RIPv1 use broadcast to update the routing table. RIPv2 uses multicasts EIGRP maintains all of the advantages of distance-vector protocols, while avoiding the concurrent disadvantages. EIGRP is a simple protocol to understand and deploy. In every 30 seconds, it delivers an entire routing table to all active interfaces. Hop count is the only metrics to describe the best path to a remote network, but it can be 15 at max.
It prevents routing loops, through restricting the number of hop counts permitted in the path. Convergence is a process of collecting the topological information or updating the information for the other routers through the implemented routing protocol.
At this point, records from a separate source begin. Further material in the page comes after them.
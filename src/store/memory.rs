//! In-memory store client for tests and diagnostics.
//!
//! Records writes batch by batch so tests can assert both the flushed
//! row sequence and the batch boundaries it arrived in.

use super::{StoreClient, StoreError};
use crate::relay::command::Row;
use parking_lot::RwLock;
use std::collections::HashMap;
use std::future::Future;
use std::pin::Pin;
use std::sync::Arc;

/// In-memory store: each target keeps the list of batches written to it.
#[derive(Debug, Default)]
pub struct InMemoryStore {
    data: Arc<RwLock<HashMap<String, Vec<Vec<Row>>>>>,
}

impl InMemoryStore {
    pub fn new() -> Self {
        InMemoryStore {
            data: Arc::new(RwLock::new(HashMap::new())),
        }
    }

    /// Batches written to a target, in arrival order.
    pub fn batches_for(&self, target: &str) -> Vec<Vec<Row>> {
        self.data.read().get(target).cloned().unwrap_or_default()
    }

    /// All rows written to a target, flattened across batches, in order.
    pub fn rows_for(&self, target: &str) -> Vec<Row> {
        self.data
            .read()
            .get(target)
            .map(|batches| batches.iter().flatten().cloned().collect())
            .unwrap_or_default()
    }

    /// Targets that have received at least one batch, sorted.
    pub fn targets(&self) -> Vec<String> {
        let mut names: Vec<String> = self.data.read().keys().cloned().collect();
        names.sort();
        names
    }

    pub fn total_rows(&self) -> usize {
        self.data
            .read()
            .values()
            .flat_map(|batches| batches.iter())
            .map(|b| b.len())
            .sum()
    }

    pub fn is_empty(&self) -> bool {
        self.data.read().is_empty()
    }

    pub fn clear(&self) {
        self.data.write().clear();
    }
}

impl Clone for InMemoryStore {
    fn clone(&self) -> Self {
        InMemoryStore {
            data: Arc::clone(&self.data),
        }
    }
}

impl StoreClient for InMemoryStore {
    fn write_batch<'a>(
        &'a self,
        target: &'a str,
        rows: &'a [Row],
    ) -> Pin<Box<dyn Future<Output = Result<(), StoreError>> + Send + 'a>> {
        Box::pin(async move {
            debug_assert!(!rows.is_empty(), "Precondition: batch must not be empty");
            self.data
                .write()
                .entry(target.to_string())
                .or_default()
                .push(rows.to_vec());
            Ok(())
        })
    }
}

#[cfg(test)]
mod tests {
    use super::*;
    use crate::relay::command::Row;

    fn row(n: u32) -> Row {
        Row::from_fields([n.to_string()])
    }

    #[tokio::test]
    async fn test_batches_recorded_separately() {
        let store = InMemoryStore::new();
        store.write_batch("events", &[row(1), row(2)]).await.unwrap();
        store.write_batch("events", &[row(3)]).await.unwrap();

        let batches = store.batches_for("events");
        assert_eq!(batches.len(), 2);
        assert_eq!(batches[0].len(), 2);
        assert_eq!(batches[1].len(), 1);
        assert_eq!(store.total_rows(), 3);
    }

    #[tokio::test]
    async fn test_rows_flattened_in_order() {
        let store = InMemoryStore::new();
        store.write_batch("events", &[row(1), row(2)]).await.unwrap();
        store.write_batch("events", &[row(3), row(4)]).await.unwrap();

        let rows = store.rows_for("events");
        let values: Vec<_> = rows
            .iter()
            .map(|r| String::from_utf8_lossy(&r.fields()[0]).into_owned())
            .collect();
        assert_eq!(values, ["1", "2", "3", "4"]);
    }

    #[tokio::test]
    async fn test_targets_isolated() {
        let store = InMemoryStore::new();
        store.write_batch("a", &[row(1)]).await.unwrap();
        store.write_batch("b", &[row(2)]).await.unwrap();

        assert_eq!(store.targets(), ["a", "b"]);
        assert_eq!(store.rows_for("a").len(), 1);
        assert_eq!(store.rows_for("b").len(), 1);
    }
}
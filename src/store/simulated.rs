//! Simulated store client with deterministic fault injection.
//!
//! Wraps `InMemoryStore` and fails writes according to an explicit plan
//! (fail the next N calls, fail every call, add per-target latency).
//! Failure-path tests drive retry, drop, and backpressure behavior with
//! it; the attempt counters make "retried exactly N times" assertable.

use super::{InMemoryStore, StoreClient, StoreError};
use crate::relay::command::Row;
use parking_lot::Mutex;
use std::collections::HashMap;
use std::future::Future;
use std::pin::Pin;
use std::sync::Arc;
use std::time::Duration;

/// Which error a planned fault produces.
#[derive(Debug, Clone, Copy, PartialEq, Eq)]
pub enum FaultKind {
    Connectivity,
    Constraint,
    Timeout,
}

impl FaultKind {
    fn to_error(self) -> StoreError {
        match self {
            FaultKind::Connectivity => {
                StoreError::Connectivity("simulated connection failure".to_string())
            }
            FaultKind::Constraint => {
                StoreError::Constraint("simulated constraint violation".to_string())
            }
            FaultKind::Timeout => StoreError::Timeout("simulated timeout".to_string()),
        }
    }
}

/// Call counters for assertions.
#[derive(Debug, Clone, Default)]
pub struct SimulatedStoreStats {
    pub write_attempts: u64,
    pub write_failures: u64,
}

struct SimState {
    /// Fail this many upcoming calls, then recover.
    fail_remaining: u64,
    fail_kind: FaultKind,
    /// Fail every call until cleared.
    fail_always: Option<FaultKind>,
    /// Extra latency applied to writes for specific targets.
    latency: HashMap<String, Duration>,
    stats: SimulatedStoreStats,
}

/// In-memory store with an explicit failure plan.
pub struct SimulatedStore {
    inner: InMemoryStore,
    state: Arc<Mutex<SimState>>,
}

impl SimulatedStore {
    pub fn new() -> Self {
        SimulatedStore {
            inner: InMemoryStore::new(),
            state: Arc::new(Mutex::new(SimState {
                fail_remaining: 0,
                fail_kind: FaultKind::Connectivity,
                fail_always: None,
                latency: HashMap::new(),
                stats: SimulatedStoreStats::default(),
            })),
        }
    }

    /// Fail the next `n` write calls with the given fault, then recover.
    pub fn fail_next_writes(&self, n: u64, kind: FaultKind) {
        let mut s = self.state.lock();
        s.fail_remaining = n;
        s.fail_kind = kind;
    }

    /// Fail every write call until `clear_faults` is called.
    pub fn fail_all_writes(&self, kind: FaultKind) {
        self.state.lock().fail_always = Some(kind);
    }

    pub fn clear_faults(&self) {
        let mut s = self.state.lock();
        s.fail_remaining = 0;
        s.fail_always = None;
    }

    /// Add artificial latency to writes for one target (per-key isolation
    /// tests: a slow target must not delay others).
    pub fn set_target_latency(&self, target: &str, latency: Duration) {
        self.state.lock().latency.insert(target.to_string(), latency);
    }

    pub fn stats(&self) -> SimulatedStoreStats {
        self.state.lock().stats.clone()
    }

    /// The wrapped store, for asserting successful writes.
    pub fn inner(&self) -> &InMemoryStore {
        &self.inner
    }
}

impl Default for SimulatedStore {
    fn default() -> Self {
        Self::new()
    }
}

impl Clone for SimulatedStore {
    fn clone(&self) -> Self {
        SimulatedStore {
            inner: self.inner.clone(),
            state: Arc::clone(&self.state),
        }
    }
}

impl StoreClient for SimulatedStore {
    fn write_batch<'a>(
        &'a self,
        target: &'a str,
        rows: &'a [Row],
    ) -> Pin<Box<dyn Future<Output = Result<(), StoreError>> + Send + 'a>> {
        Box::pin(async move {
            let delay = {
                let mut s = self.state.lock();
                s.stats.write_attempts = s.stats.write_attempts.saturating_add(1);
                s.latency.get(target).copied()
            };
            if let Some(delay) = delay {
                tokio::time::sleep(delay).await;
            }

            {
                let mut s = self.state.lock();
                if let Some(kind) = s.fail_always {
                    s.stats.write_failures = s.stats.write_failures.saturating_add(1);
                    return Err(kind.to_error());
                }
                if s.fail_remaining > 0 {
                    s.fail_remaining -= 1;
                    let kind = s.fail_kind;
                    s.stats.write_failures = s.stats.write_failures.saturating_add(1);
                    return Err(kind.to_error());
                }
            }

            self.inner.write_batch(target, rows).await
        })
    }
}

#[cfg(test)]
mod tests {
    use super::*;
    use crate::relay::command::Row;

    fn row(n: u32) -> Row {
        Row::from_fields([n.to_string()])
    }

    #[tokio::test]
    async fn test_no_faults_passes_through() {
        let store = SimulatedStore::new();
        store.write_batch("events", &[row(1)]).await.unwrap();

        assert_eq!(store.inner().total_rows(), 1);
        let stats = store.stats();
        assert_eq!(stats.write_attempts, 1);
        assert_eq!(stats.write_failures, 0);
    }

    #[tokio::test]
    async fn test_fail_next_then_recover() {
        let store = SimulatedStore::new();
        store.fail_next_writes(2, FaultKind::Connectivity);

        assert!(store.write_batch("events", &[row(1)]).await.is_err());
        assert!(store.write_batch("events", &[row(1)]).await.is_err());
        assert!(store.write_batch("events", &[row(1)]).await.is_ok());

        let stats = store.stats();
        assert_eq!(stats.write_attempts, 3);
        assert_eq!(stats.write_failures, 2);
    }

    #[tokio::test]
    async fn test_fail_always_until_cleared() {
        let store = SimulatedStore::new();
        store.fail_all_writes(FaultKind::Timeout);

        for _ in 0..3 {
            let result = store.write_batch("events", &[row(1)]).await;
            assert!(matches!(result, Err(StoreError::Timeout(_))));
        }

        store.clear_faults();
        assert!(store.write_batch("events", &[row(1)]).await.is_ok());
    }

    #[tokio::test]
    async fn test_latency_applies_per_target() {
        let store = SimulatedStore::new();
        store.set_target_latency("slow", Duration::from_millis(50));

        let start = std::time::Instant::now();
        store.write_batch("fast", &[row(1)]).await.unwrap();
        assert!(start.elapsed() < Duration::from_millis(40));

        let start = std::time::Instant::now();
        store.write_batch("slow", &[row(1)]).await.unwrap();
        assert!(start.elapsed() >= Duration::from_millis(50));
    }
}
Convergence occurs when the router is transitioned from either to forwarding or blocking states, and it prevents data forwarding at that instant. The main issue with convergence is the time it takes to update information in a device. Slow convergence can result in inconsistent routing table and routing loops.
Routing loops forms when routing information is not updated or the when the information propagated throughout the network is wrong. Split horizons and route poisoning is the solution to the routing loop problem. Split horizon enforces a rule which prevents the information form sending back to the source from which it was received.
Although, it is a complex protocol but we can configure and run it easily in small and large networks. It was devised to overcome the shortcomings of the classical distance vector routing protocols like IGRP and RIP which were hard to scale according to the needs of the network.
EIGRP is considered as a hybrid because it merges the features of the distance vector routing and link-state routing protocol. The convergence time in a network is the time that is consumed for all the routers in the network to accept the network change. If the convergence time is less the router can swiftly adapt the network topology change. The EIGRP does not send full periodic routing updates, that is the reason it has fast convergence time.
The main idea behind the development of the OSPF protocol is to develop a link-state protocol which could provide more efficiency and scalability than RIP. It has a reliable mechanism for transportation rather than having a transport protocol like TCP. To send Hello and updates it uses multicast addresses — RIP enables hosts and routers to exchange information for computing routes through an IP-based network.
RIP is a distance vector protocol. IGRP is also a distance vector protocol. The OSPF protocol is a link-state routing protocol, which means that the routers exchange topology information with their nearest neighbors.
The main advantage of a link state routing protocol like OSPF is that the complete knowledge of topology allows routers to calculate routes that satisfy particular criteria.
It performs a much easier transition with a multi-address family. When an interface goes down, EIGRP takes down the neighbors that are reachable through that interface and flushes all routes learned through that neighbor. Misconfigured hello and hold intervals. Routing Information Protocol RIP is a stable protocol that uses a distance-vector algorithm to calculate routes.